By themselves, bits are not very interesting or useful. In order to store more complex forms of data, bits are joined together into larger groups known as bytes. Every byte is made up of eight bits and can be used to encode data such as numbers (integers and reals) or character symbols. The most common scheme used to represent integers is called Two's Complement. Using this scheme, it is possible to represent the integers from -128 to +127. (For more information on Two's Complement, see the Two's Complement lesson in the Number Systems module.) For real numbers, computers typically use a floating point representation similar to the one illustrated in the diagram below. With only eight bits, the range of real values that can be represented is very limited. To solve this problem, computers use two or more bytes when representing real numbers. Notice that the sixteen bits below are partitioned into three groups: the mantissa, the exponent, and two sign bits. This division allows the computer to represent floating point numbers such as .00947 in the binary equivalent of scientific notation. In this example, the mantissa (11101100112) corresponds to the decimal number 947 with a zero sign bit for positive value, and the exponent (00102) corresponds to 2, the power of ten, with a one sign bit for negative value. Notice that with 10 bits to represent the mantissa, this scheme only allows for 3 significant digits.

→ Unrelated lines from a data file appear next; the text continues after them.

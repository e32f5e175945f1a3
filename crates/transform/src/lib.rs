//! ipmap Transform - In-flight reshaping of sorted block streams
//!
//! # Overview
//!
//! Stages here sit between a merge and a sink. They consume one globally
//! sorted stream and re-emit an equivalent, smaller one.
//!
//! # Architecture
//!
//! ```text
//! [Merge] → [CombiningProcessor] → [Sink]
//! ```
//!
//! # Design Principles
//!
//! - **Streaming**: at most one open span is held in memory
//! - **Fail loud**: out-of-order input is an error, never silently re-sorted
//! - **Lossless**: the set of (address, label) pairs covered is preserved

pub mod reduce;

pub use reduce::{CombiningProcessor, ReduceMetrics, Span};
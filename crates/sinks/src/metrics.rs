//! Sink metrics
//!
//! Atomic counters shared between a sink and whoever reports on it. A
//! sink is moved into a shared receiver on registration, so callers keep
//! an `Arc<SinkMetrics>` handle instead.

use std::sync::atomic::{AtomicU64, Ordering};

/// Counters for one sink
#[derive(Debug, Default)]
pub struct SinkMetrics {
    blocks_written: AtomicU64,
    blocks_dropped: AtomicU64,
    bytes_written: AtomicU64,
}

/// Point-in-time copy of [`SinkMetrics`]
#[derive(Debug, Clone, Copy, Default, PartialEq, Eq)]
pub struct MetricsSnapshot {
    pub blocks_written: u64,
    /// Blocks discarded for carrying an empty label
    pub blocks_dropped: u64,
    pub bytes_written: u64,
}

impl SinkMetrics {
    pub const fn new() -> Self {
        Self {
            blocks_written: AtomicU64::new(0),
            blocks_dropped: AtomicU64::new(0),
            bytes_written: AtomicU64::new(0),
        }
    }

    #[inline]
    pub fn record_written(&self, bytes: u64) {
        self.blocks_written.fetch_add(1, Ordering::Relaxed);
        self.bytes_written.fetch_add(bytes, Ordering::Relaxed);
    }

    #[inline]
    pub fn record_dropped(&self) {
        self.blocks_dropped.fetch_add(1, Ordering::Relaxed);
    }

    #[inline]
    pub fn blocks_written(&self) -> u64 {
        self.blocks_written.load(Ordering::Relaxed)
    }

    #[inline]
    pub fn blocks_dropped(&self) -> u64 {
        self.blocks_dropped.load(Ordering::Relaxed)
    }

    pub fn snapshot(&self) -> MetricsSnapshot {
        MetricsSnapshot {
            blocks_written: self.blocks_written.load(Ordering::Relaxed),
            blocks_dropped: self.blocks_dropped.load(Ordering::Relaxed),
            bytes_written: self.bytes_written.load(Ordering::Relaxed),
        }
    }
}

#[cfg(test)]
mod tests {
    use super::*;

    #[test]
    fn test_metrics_new() {
        assert_eq!(SinkMetrics::new().snapshot(), MetricsSnapshot::default());
    }

    #[test]
    fn test_metrics_record() {
        let metrics = SinkMetrics::new();
        metrics.record_written(18);
        metrics.record_written(20);
        metrics.record_dropped();

        let snapshot = metrics.snapshot();
        assert_eq!(snapshot.blocks_written, 2);
        assert_eq!(snapshot.blocks_dropped, 1);
        assert_eq!(snapshot.bytes_written, 38);
        assert_eq!(metrics.blocks_written(), 2);
        assert_eq!(metrics.blocks_dropped(), 1);
    }
}
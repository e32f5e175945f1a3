//! Sink error types
//!
//! Failures while opening an output. Failures while writing surface as
//! `RoutingError::SinkFailed` through the receiver contract.

use std::io;
use std::path::PathBuf;

use thiserror::Error;

/// Result type for sink setup
pub type Result<T> = std::result::Result<T, SinkError>;

/// Errors raised while opening a sink
#[derive(Debug, Error)]
pub enum SinkError {
    /// Output directory could not be created
    #[error("failed to create directory '{}': {source}", path.display())]
    CreateDir {
        path: PathBuf,
        #[source]
        source: io::Error,
    },

    /// Temporary output file could not be created
    #[error("failed to create '{}': {source}", path.display())]
    CreateFile {
        path: PathBuf,
        #[source]
        source: io::Error,
    },
}
//! Producer identification
//!
//! `ProducerId` names the origin of a block stream. Receivers use it to keep
//! per-producer state (queues, finished flags) apart.

use std::fmt;

/// Identifier of a block producer
///
/// # Example
///
/// ```
/// use ipmap_protocol::ProducerId;
///
/// let producer = ProducerId::new("aws");
/// assert_eq!(producer.as_str(), "aws");
/// ```
#[derive(Debug, Clone, PartialEq, Eq, Hash)]
pub struct ProducerId(String);

impl ProducerId {
    /// Create a new producer ID
    #[inline]
    pub fn new(id: impl Into<String>) -> Self {
        Self(id.into())
    }

    /// Get the producer ID as a string slice
    #[inline]
    pub fn as_str(&self) -> &str {
        &self.0
    }
}

impl fmt::Display for ProducerId {
    fn fmt(&self, f: &mut fmt::Formatter<'_>) -> fmt::Result {
        write!(f, "{}", self.0)
    }
}

impl From<&str> for ProducerId {
    fn from(s: &str) -> Self {
        Self::new(s)
    }
}

impl From<String> for ProducerId {
    fn from(s: String) -> Self {
        Self(s)
    }
}

impl AsRef<str> for ProducerId {
    fn as_ref(&self) -> &str {
        &self.0
    }
}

We can also assign particular patterns of bits to represent common symbols such as letters, punctuation marks, and numerals. One very common representation of these symbols is ASCII, the American Standard Code for Information Interchange. The applet below shows 16 bits as boxes to represent two bytes of computer memory. The left most bit is called the most significant bit while the right most bit is called the least significant bit. To see how integers would be stored in Two's Complement, enter an integer between -32,768 and 32,767 in the "Value" box, select the "Two's complement" radio button, and then press "Store Value." To see how real numbers would be stored, enter a real number with 3 significant digits and an exponent less than 15, select "Floating Point," and press "Store Value." To see how ASCII characters would be stored, enter a character from the keyboard, select "ASCII," and then press "Store Value" again.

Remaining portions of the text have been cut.